A family of four earning $75,000 will pay $7,125 in annual premiums and as much as $8,333 in co-pays and deductibles, according to a preliminary estimate by the Kaiser Family Foundation. A single 40-year-old earning $30,000 will pay $2,509 in premiums and as much as $3,125 in cost sharing. For a 60-year-old making $40,000, the amount will be $3,800 in premiums and up to $4,167 in out-of-pocket costs, according to Kaiser.

Those costs will come even as the government spends about $1.16 trillion over the next decade to expand coverage to 30 million uninsured people.

“People are often surprised at how expensive health insurance is once they have to pay for their own,” said Karen Pollitz, a senior fellow at Kaiser Family Foundation. “The subsidies will make that better, but they won’t make the cost disappear.”

The administration recently unveiled regulations to implement the ban on discriminating against those with pre-existing conditions. Insurers would be limited to varying premiums by age, family size, geography and tobacco use.

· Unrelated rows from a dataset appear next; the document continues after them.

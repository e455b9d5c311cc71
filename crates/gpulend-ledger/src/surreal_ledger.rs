//! SurrealDB-backed Ledger implementation
//!
//! Uses `schema::EntryRow` and `schema::ExecutionRow` for persistence,
//! converting to/from domain types at the boundary.

use std::path::Path;

use async_trait::async_trait;
use chrono::Utc;
use surrealdb::engine::any::Any;
use surrealdb::Surreal;
use tracing::{debug, info, warn};

use crate::entry::{LedgerEntry, OpenExecution, Outcome};
use crate::error::{LedgerError, LedgerResult};
use crate::ids::{JobId, PeerId};
use crate::ledger::Ledger;
use crate::migrations;
use crate::schema::{EntryRow, ExecutionRow};

const NAMESPACE: &str = "gpulend";
const DATABASE: &str = "ledger";

/// SurrealDB-backed implementation of [`Ledger`].
pub struct SurrealLedger {
    db: Surreal<Any>,
}

impl SurrealLedger {
    /// Create an in-memory instance.
    ///
    /// Connects to `mem://`, selects `gpulend/ledger`, and runs `init_schema`.
    pub async fn in_memory() -> LedgerResult<Self> {
        let ledger = Self::connect("mem://").await?;
        info!("SurrealLedger connected (in-memory)");
        Ok(ledger)
    }

    /// Open (or create) an on-disk ledger at `path` using the SurrealKV engine.
    pub async fn open(path: &Path) -> LedgerResult<Self> {
        std::fs::create_dir_all(path).map_err(|e| {
            LedgerError::Connection(format!(
                "Failed to create ledger directory {}: {}",
                path.display(),
                e
            ))
        })?;
        let url = format!("surrealkv://{}", path.display());
        let ledger = Self::connect(&url).await?;
        info!("SurrealLedger connected ({})", url);
        Ok(ledger)
    }

    async fn connect(url: &str) -> LedgerResult<Self> {
        let db = surrealdb::engine::any::connect(url)
            .await
            .map_err(|e| LedgerError::Connection(format!("Failed to connect to {}: {}", url, e)))?;

        db.use_ns(NAMESPACE)
            .use_db(DATABASE)
            .await
            .map_err(|e| LedgerError::Connection(e.to_string()))?;

        migrations::init_schema(&db).await?;
        Ok(Self { db })
    }

    // -- private helpers -----------------------------------------------------

    async fn fetch_entry(&self, job_id: &str) -> LedgerResult<Option<EntryRow>> {
        let jid = job_id.to_string();
        let mut res = self
            .db
            .query("SELECT * FROM ledger_entries WHERE job_id = $jid")
            .bind(("jid", jid))
            .await?;
        let rows: Vec<EntryRow> = res.take(0)?;
        Ok(rows.into_iter().next())
    }

    async fn fetch_execution(&self, job_id: &str) -> LedgerResult<Option<ExecutionRow>> {
        let jid = job_id.to_string();
        let mut res = self
            .db
            .query("SELECT * FROM executions WHERE job_id = $jid")
            .bind(("jid", jid))
            .await?;
        let rows: Vec<ExecutionRow> = res.take(0)?;
        Ok(rows.into_iter().next())
    }

    fn rows_to_entries(rows: Vec<EntryRow>) -> LedgerResult<Vec<LedgerEntry>> {
        rows.into_iter().map(EntryRow::into_entry).collect()
    }
}

#[async_trait]
impl Ledger for SurrealLedger {
    async fn record(&self, entry: LedgerEntry) -> LedgerResult<()> {
        let job_id = entry.job_id.clone();
        if self.fetch_entry(job_id.as_str()).await?.is_some() {
            return Err(LedgerError::DuplicateEntry { job_id });
        }

        debug!(job_id = %job_id, outcome = %entry.outcome, "recording ledger entry");

        let created: Result<Option<EntryRow>, surrealdb::Error> = self
            .db
            .create("ledger_entries")
            .content(EntryRow::from(entry))
            .await;

        if let Err(e) = created {
            // The unique index lost a race against a concurrent writer.
            if self.fetch_entry(job_id.as_str()).await?.is_some() {
                warn!(job_id = %job_id, error = %e, "duplicate ledger write rejected by index");
                return Err(LedgerError::DuplicateEntry { job_id });
            }
            return Err(e.into());
        }
        Ok(())
    }

    async fn get(&self, job_id: &JobId) -> LedgerResult<Option<LedgerEntry>> {
        self.fetch_entry(job_id.as_str())
            .await?
            .map(EntryRow::into_entry)
            .transpose()
    }

    async fn entries(&self, limit: usize) -> LedgerResult<Vec<LedgerEntry>> {
        let rows: Vec<EntryRow> = if limit == usize::MAX {
            let mut res = self
                .db
                .query("SELECT * FROM ledger_entries ORDER BY recorded_at DESC")
                .await?;
            res.take(0)?
        } else {
            let mut res = self
                .db
                .query("SELECT * FROM ledger_entries ORDER BY recorded_at DESC LIMIT $limit")
                .bind(("limit", limit as i64))
                .await?;
            res.take(0)?
        };
        Self::rows_to_entries(rows)
    }

    async fn entries_for_executor(
        &self,
        peer: &PeerId,
        limit: usize,
    ) -> LedgerResult<Vec<LedgerEntry>> {
        let executor = peer.as_str().to_string();
        let mut res = self
            .db
            .query(
                "SELECT * FROM ledger_entries WHERE executor = $executor \
                 ORDER BY recorded_at DESC LIMIT $limit",
            )
            .bind(("executor", executor))
            .bind(("limit", limit.min(i64::MAX as usize) as i64))
            .await?;
        let rows: Vec<EntryRow> = res.take(0)?;
        Self::rows_to_entries(rows)
    }

    async fn open_execution(&self, execution: OpenExecution) -> LedgerResult<()> {
        let job_id = execution.job_id.clone();
        if self.fetch_execution(job_id.as_str()).await?.is_some() {
            return Err(LedgerError::DuplicateExecution { job_id });
        }
        let _created: Option<ExecutionRow> = self
            .db
            .create("executions")
            .content(ExecutionRow::from(execution))
            .await?;
        Ok(())
    }

    async fn close_execution(&self, job_id: &JobId, outcome: Outcome) -> LedgerResult<bool> {
        let Some(mut row) = self.fetch_execution(job_id.as_str()).await? else {
            return Ok(false);
        };
        if row.outcome.is_some() {
            return Ok(false);
        }

        row.id = None;
        row.outcome = Some(outcome.label().to_string());
        row.error_class = outcome.error_class().map(|c| c.as_str().to_string());
        row.closed_at = Some(Utc::now());

        let jid = job_id.as_str().to_string();
        self.db
            .query("UPDATE executions CONTENT $row WHERE job_id = $jid")
            .bind(("row", row))
            .bind(("jid", jid))
            .await?;
        Ok(true)
    }

    async fn open_executions(&self) -> LedgerResult<Vec<OpenExecution>> {
        let mut res = self
            .db
            .query("SELECT * FROM executions ORDER BY opened_at ASC")
            .await?;
        let rows: Vec<ExecutionRow> = res.take(0)?;
        let mut open = Vec::new();
        for row in rows {
            let record = row.into_record()?;
            if record.outcome.is_none() {
                open.push(record.execution);
            }
        }
        Ok(open)
    }
}
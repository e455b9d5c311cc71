//! GPULend Ledger: durable record of job outcomes.
//!
//! Layer 0 of the GPULend workspace. Every other crate depends on the
//! identifiers defined here and on the [`Ledger`] trait for accounting and
//! trust scoring.
//!
//! ## Key Components
//!
//! - `LedgerEntry`: terminal outcome of one job, written exactly once
//! - `OpenExecution`: executor-side mark used to find orphaned sandboxes
//! - `Ledger`: async, backend-agnostic storage trait
//! - `MemoryLedger` / `SurrealLedger`: in-process and SurrealDB backends

mod error;
mod ids;
mod memory;
mod migrations;
mod schema;
pub mod entry;
pub mod ledger;
pub mod surreal_ledger;
pub mod trust;

pub use entry::{
    ErrorClass, ExecutionRecord, LedgerEntry, LedgerSummary, OpenExecution, Outcome,
    ResourceUsage,
};
pub use error::{LedgerError, LedgerResult};
pub use ids::{JobId, PeerId};
pub use ledger::Ledger;
pub use memory::MemoryLedger;
pub use surreal_ledger::SurrealLedger;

To be sure, the costs will be far less than what many with pre-existing conditions would pay in the absence of the overhaul. The law is also designed to reduce expenses for those who already have insurance because hospitals providing charitable care make up those costs by charging others more.

“While we’re only dimly aware of it, we all pay,” said former Congressional Budget Office Director Robert Reischauer. “There shouldn’t be free riders.”

What’s more, there are provisions in the law capping the financial burden the requirements will impose on the uninsured. If costs exceed 8 percent of their income, they are exempt from the individual mandate to buy insurance. And people can choose to pay a penalty instead of buying insurance. The fine would be $695, or 2.5 percent of a person’s income, whichever is greater.

The law, enacted in March 2010, requires virtually all Americans to have insurance by 2014. It will expand coverage to the uninsured by offering them subsidies to buy policies on newly established health-insurance exchanges and making it easier for lower-income people to qualify for Medicaid, the federal- and state-funded insurance system for the poor.

In 2019, some families could see their premiums climb four times as quickly as the help they receive from the government, according to CBO. That means they will have to bear a larger share of the burden of purchasing coverage.

Lawmakers sought to “protect the poorest” yet weren’t able to offer as much help to others as they would have liked because of budgetary constraints, said Sen. Dick Durbin, D-Ill. “We did all that we could do,” he said.

“That will be a major challenge,” said John McDonough, a public-health professor at the Harvard School of Public Health. “It makes the affordability picture far worse.”